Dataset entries
BEGIN

//! Request and response types for the recommendation engine.
#![forbid(unsafe_code)]

use cinephile_core::Movie;
use serde::{Deserialize, Serialize};

use crate::Strategy;

/// Options steering a single recommendation.
///
/// Every field is optional on the wire; absent filters do not constrain the
/// candidate set. Empty strings count as absent.
///
/// # Examples
/// ```
/// use cinephile_recommender::{RecommendationOptions, Strategy};
///
/// let options = RecommendationOptions::new()
///     .with_strategy(Strategy::MoodBased)
///     .with_mood("Happy");
/// assert_eq!(options.strategy(), Strategy::MoodBased);
/// assert_eq!(options.mood(), Some("Happy"));
/// ```
#[derive(Debug, Clone, PartialEq, Default, Serialize, Deserialize)]
#[serde(rename_all = "camelCase", default)]
pub struct RecommendationOptions {
    /// Requested strategy, `smart_random` when absent.
    pub strategy: Option<Strategy>,
    /// Mood name for the mood-based strategy.
    pub mood: Option<String>,
    /// Genre text to match.
    pub genre_filter: Option<String>,
    /// Inclusive lower rating bound for the preference-weighted draw.
    pub min_rating: Option<f32>,
    /// Inclusive upper rating bound for the preference-weighted draw.
    pub max_rating: Option<f32>,
    /// Decade label such as `"1990s"`.
    pub decade: Option<String>,
    /// Skip recently suggested films in the preference-weighted draw.
    pub avoid_recent: bool,
    /// Accepted for compatibility; no strategy reads it.
    pub diversify: bool,
}

impl RecommendationOptions {
    /// Options with every filter unset.
    #[must_use]
    pub fn new() -> Self {
        Self::default()
    }

    /// Set the strategy while returning `self` for chaining.
    #[must_use]
    pub const fn with_strategy(mut self, strategy: Strategy) -> Self {
        self.strategy = Some(strategy);
        self
    }

    /// Set the mood while returning `self` for chaining.
    #[must_use]
    pub fn with_mood(mut self, mood: impl Into<String>) -> Self {
        self.mood = Some(mood.into());
        self
    }

    /// Set the genre filter while returning `self` for chaining.
    #[must_use]
    pub fn with_genre_filter(mut self, genre: impl Into<String>) -> Self {
        self.genre_filter = Some(genre.into());
        self
    }

    /// Set the minimum rating while returning `self` for chaining.
    #[must_use]
    pub const fn with_min_rating(mut self, rating: f32) -> Self {
        self.min_rating = Some(rating);
        self
    }

    /// Set the maximum rating while returning `self` for chaining.
    #[must_use]
    pub const fn with_max_rating(mut self, rating: f32) -> Self {
        self.max_rating = Some(rating);
        self
    }

    /// Set the decade while returning `self` for chaining.
    #[must_use]
    pub fn with_decade(mut self, decade: impl Into<String>) -> Self {
        self.decade = Some(decade.into());
        self
    }

    /// Toggle recent-suggestion avoidance while returning `self`.
    #[must_use]
    pub const fn with_avoid_recent(mut self, avoid_recent: bool) -> Self {
        self.avoid_recent = avoid_recent;
        self
    }

    /// Strategy to run, defaulting to [`Strategy::SmartRandom`].
    #[must_use]
    pub const fn strategy(&self) -> Strategy {
        match self.strategy {
            Some(strategy) => strategy,
            None => Strategy::SmartRandom,
        }
    }

    /// Mood name, if set and non-empty.
    #[must_use]
    pub fn mood(&self) -> Option<&str> {
        non_empty(self.mood.as_deref())
    }

    /// Genre filter, if set and non-empty.
    #[must_use]
    pub fn genre_filter(&self) -> Option<&str> {
        non_empty(self.genre_filter.as_deref())
    }

    /// Decade label, if set and non-empty.
    #[must_use]
    pub fn decade(&self) -> Option<&str> {
        non_empty(self.decade.as_deref())
    }
}

fn non_empty(value: Option<&str>) -> Option<&str> {
    value.filter(|text| !text.is_empty())
}

/// A recommendation together with a human-readable reason.
#[derive(Debug, Clone, PartialEq, Serialize)]
pub struct Recommendation<'a> {
    /// Picked movie, `None` only for an empty catalogue.
    pub movie: Option<&'a Movie>,
    /// Why the movie was picked.
    pub reason: String,
    /// Strategy that was requested.
    pub strategy: Strategy,
}

/// Summary of the preference profile.
#[derive(Debug, Clone, PartialEq, Eq, Default, Serialize, Deserialize)]
#[serde(rename_all = "camelCase")]
pub struct Stats {
    /// Number of view records held.
    pub total_viewed: usize,
    /// Up to five genres, strongest first.
    pub favorite_genres: Vec<String>,
    /// Up to five directors, strongest first.
    pub favorite_directors: Vec<String>,
    /// Up to three decades, strongest first.
    pub preferred_decades: Vec<String>,
}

END

Work request -
Please output the line that contains "decades, strongest first." and every line after it in the entries above, exactly, and nothing more.

Solution for this task -
    /// Up to three decades, strongest first.
    pub preferred_decades: Vec<String>,
}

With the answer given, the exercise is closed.